• _Exercise prompt_
Starting at the line that holds "max_code, MAX_MASK_CODE" and stopping at the line that holds "pub fn apply_edge(&self, band: &RasterBand, edge: &RasterBand)", restate the records below word for word, with both of those lines included.

[Available records Boundary: Start]

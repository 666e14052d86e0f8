//! Synthetic Sentinel-2-like acquisition: sea on the left half, land on the right
#![allow(dead_code)]

use ndarray::Array2;
use shoreline::io::tile::TileBands;
use shoreline::{Crs, GeoTransform, RasterBand, Sample};

pub const SIZE: usize = 40;
pub const COAST_COL: usize = 20;
pub const ORIGIN_X: f64 = 600_000.0;
pub const ORIGIN_Y: f64 = 4_800_000.0;
pub const EPSG: u32 = 32630;
pub const PREFIX: &str = "SENTINEL2A_20180904-105817-066_L2A_T30TXR_C_V2-2";

pub fn init_logging() {
    let _ = env_logger::builder().is_test(true).try_init();
}

fn fine(data: Array2<Sample>) -> RasterBand {
    RasterBand::new(
        data,
        GeoTransform::new(ORIGIN_X, ORIGIN_Y, 10.0, -10.0),
        Crs::Epsg(EPSG),
    )
}

fn coarse(data: Array2<Sample>) -> RasterBand {
    RasterBand::new(
        data,
        GeoTransform::new(ORIGIN_X, ORIGIN_Y, 20.0, -20.0),
        Crs::Epsg(EPSG),
    )
}

/// Reflectance with two alternating looks per class
fn visible(sea: [Sample; 2], land: [Sample; 2]) -> RasterBand {
    fine(Array2::from_shape_fn((SIZE, SIZE), |(i, j)| {
        let look = (i + j) % 2;
        if j < COAST_COL {
            sea[look]
        } else {
            land[look]
        }
    }))
}

/// SWIR is dark over water and bright over land
fn swir() -> RasterBand {
    let half = SIZE / 2;
    coarse(Array2::from_shape_fn((half, half), |(i, j)| {
        let look = (i + j) % 2;
        if j < COAST_COL / 2 {
            [100.0, 200.0][look]
        } else {
            [900.0, 1000.0][look]
        }
    }))
}

/// Scene with one clouded 20 m pixel out at sea
pub fn scene() -> TileBands {
    let half = SIZE / 2;
    let mut cloud_coarse = Array2::<Sample>::zeros((half, half));
    cloud_coarse[[10, 4]] = 1.0;
    let mut cloud_fine = Array2::<Sample>::zeros((SIZE, SIZE));
    for i in 20..22 {
        for j in 8..10 {
            cloud_fine[[i, j]] = 3.0;
        }
    }

    TileBands {
        red: visible([0.0, 0.0], [1000.0, 900.0]),
        green: visible([0.0, 100.0], [1000.0, 800.0]),
        blue: visible([1000.0, 800.0], [0.0, 100.0]),
        swir: swir(),
        cloud_mask_fine: fine(cloud_fine),
        cloud_mask_coarse: coarse(cloud_coarse),
        edge_mask_fine: None,
        edge_mask_coarse: None,
    }
}

/// Same scene with a featureless SWIR band
pub fn flat_swir_scene() -> TileBands {
    let mut bands = scene();
    bands.swir = coarse(Array2::from_elem((SIZE / 2, SIZE / 2), 500.0));
    bands
}
use crate::core::band::RasterBand;
use crate::types::{Sample, ShorelineError, ShorelineResult};
use ndarray::Zip;

/// Marker written into invalid pixels before they become NaN
///
/// Large and negative so it cannot collide with a reflectance value.
pub const INVALID_SENTINEL: Sample = -10000.0;

/// Largest code a CLM/EDG mask can hold (the masks are 8-bit)
pub const MAX_MASK_CODE: u32 = u8::MAX as u32;

/// Every integer in `[0, max_value]` whose bit `bit` is set
pub fn decimals_with_bit(max_value: u32, bit: u32) -> Vec<u32> {
    if bit >= u32::BITS {
        return Vec::new();
    }
    let flag = 1u32 << bit;
    (0..=max_value).filter(|code| code & flag != 0).collect()
}

/// Turns bitfield mask rasters into invalid-pixel markers on a data band
#[derive(Debug, Clone)]
pub struct CloudMaskCorrector {
    bit: u32,
    sentinel: Sample,
}

impl CloudMaskCorrector {
    /// Corrector for mask bit `bit`, marking with [`INVALID_SENTINEL`]
    pub fn new(bit: u32) -> Self {
        Self {
            bit,
            sentinel: INVALID_SENTINEL,
        }
    }

    /// Corrector with a custom marker value
    pub fn with_sentinel(bit: u32, sentinel: Sample) -> Self {
        Self { bit, sentinel }
    }

    /// Marker written into flagged pixels
    pub fn sentinel(&self) -> Sample {
        self.sentinel
    }

    /// Write the sentinel wherever the mask code has the configured bit set
    ///
    /// Masks holding codes above [`MAX_MASK_CODE`] are rejected.
    pub fn apply(&self, band: &RasterBand, mask: &RasterBand) -> ShorelineResult<RasterBand> {
        band.ensure_same_shape(mask).map_err(|e| match e {
            ShorelineError::ShapeMismatch { expected, actual } => {
                ShorelineError::Processing(format!(
                    "cloud mask grid {:?} does not match band grid {:?}; \
                     use the mask of the band's resolution",
                    actual, expected
                ))
            }
            other => other,
        })?;

        let max_code = mask.max();
        if max_code.is_nan() || max_code < 1.0 {
            log::debug!("Cloud mask carries no flagged codes");
            return Ok(band.clone());
        }
        if max_code > MAX_MASK_CODE as f64 {
            return Err(ShorelineError::InvalidFormat(format!(
                "cloud mask code {} exceeds the 8-bit range [0, {}]",
                max_code, MAX_MASK_CODE
            )));
        }

        let codes = decimals_with_bit(max_code as u32, self.bit);
        log::debug!(
            "Cloud mask: {} codes in [0, {}] carry bit {}",
            codes.len(),
            max_code,
            self.bit
        );

        let data = Zip::from(&band.data).and(&mask.data).map_collect(|&v, &m| {
            if !m.is_nan() && m >= 0.0 && codes.binary_search(&(m as u32)).is_ok() {
                self.sentinel
            } else {
                v
            }
        });
        Ok(band.with_data(data))
    }

    /// Write the sentinel wherever an edge (no-data) mask is non-zero
    pub fn apply_edge(&self, band: &RasterBand, edge: &RasterBand) -> ShorelineResult<RasterBand> {
        band.ensure_same_shape(edge)?;
        let data = Zip::from(&band.data).and(&edge.data).map_collect(|&v, &m| {
            if !m.is_nan() && m != 0.0 {
                self.sentinel
            } else {
                v
            }
        });
        Ok(band.with_data(data))
    }

    /// Mask, then turn the sentinel into NaN
    pub fn correct(&self, band: &RasterBand, mask: &RasterBand) -> ShorelineResult<RasterBand> {
        Ok(self
            .apply(band, mask)?
            .set_missing(self.sentinel, Sample::NAN))
    }
}

impl Default for CloudMaskCorrector {
    fn default() -> Self {
        Self::new(0)
    }
}

#[cfg(test)]
mod tests {
    use super::*;
    use crate::types::{Crs, GeoTransform};
    use ndarray::{array, Array2};

    fn band(data: Array2<Sample>) -> RasterBand {
        RasterBand::new(data, GeoTransform::default(), Crs::Epsg(32630))
    }

    #[test]
    fn test_decimals_with_bit_zero() {
        assert_eq!(decimals_with_bit(15, 0), vec![1, 3, 5, 7, 9, 11, 13, 15]);
    }

    #[test]
    fn test_decimals_with_higher_bit() {
        assert_eq!(decimals_with_bit(7, 2), vec![4, 5, 6, 7]);
        assert!(decimals_with_bit(3, 2).is_empty());
        assert!(decimals_with_bit(10, 40).is_empty());
    }

    #[test]
    fn test_apply_marks_flagged_pixels() {
        let data = band(array![[0.1, 0.2], [0.3, 0.4]]);
        let mask = band(array![[0.0, 1.0], [2.0, 3.0]]);

        let corrector = CloudMaskCorrector::new(0);
        let marked = corrector.apply(&data, &mask).unwrap();
        assert_eq!(marked.data[[0, 0]], 0.1);
        assert_eq!(marked.data[[0, 1]], INVALID_SENTINEL);
        assert_eq!(marked.data[[1, 0]], 0.3);
        assert_eq!(marked.data[[1, 1]], INVALID_SENTINEL);

        let corrected = corrector.correct(&data, &mask).unwrap();
        assert!(corrected.data[[0, 1]].is_nan());
        assert_eq!(corrected.valid_count(), 2);
    }

    #[test]
    fn test_apply_rejects_codes_beyond_eight_bits() {
        let data = band(array![[0.1, 0.2]]);
        let mask = band(array![[0.0, 4.0e9]]);
        assert!(matches!(
            CloudMaskCorrector::default().apply(&data, &mask),
            Err(ShorelineError::InvalidFormat(_))
        ));

        // The largest 8-bit code is still accepted
        let full = band(array![[0.0, 255.0]]);
        let marked = CloudMaskCorrector::default().apply(&data, &full).unwrap();
        assert_eq!(marked.data[[0, 1]], INVALID_SENTINEL);
    }

    #[test]
    fn test_apply_rejects_other_resolution() {
        let data = band(Array2::zeros((4, 4)));
        let mask = band(Array2::zeros((2, 2)));
        assert!(CloudMaskCorrector::default().apply(&data, &mask).is_err());
    }

    #[test]
    fn test_edge_mask() {
        let data = band(array![[0.1, 0.2]]);
        let edge = band(array![[1.0, 0.0]]);
        let marked = CloudMaskCorrector::default().apply_edge(&data, &edge).unwrap();
        assert_eq!(marked.data[[0, 0]], INVALID_SENTINEL);
        assert_eq!(marked.data[[0, 1]], 0.2);
    }
}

[Available records Boundary: End]

• _Exercise solution_
                max_code, MAX_MASK_CODE
            )));
        }

        let codes = decimals_with_bit(max_code as u32, self.bit);
        log::debug!(
            "Cloud mask: {} codes in [0, {}] carry bit {}",
            codes.len(),
            max_code,
            self.bit
        );

        let data = Zip::from(&band.data).and(&mask.data).map_collect(|&v, &m| {
            if !m.is_nan() && m >= 0.0 && codes.binary_search(&(m as u32)).is_ok() {
                self.sentinel
            } else {
                v
            }
        });
        Ok(band.with_data(data))
    }

    /// Write the sentinel wherever an edge (no-data) mask is non-zero
    pub fn apply_edge(&self, band: &RasterBand, edge: &RasterBand) -> ShorelineResult<RasterBand> {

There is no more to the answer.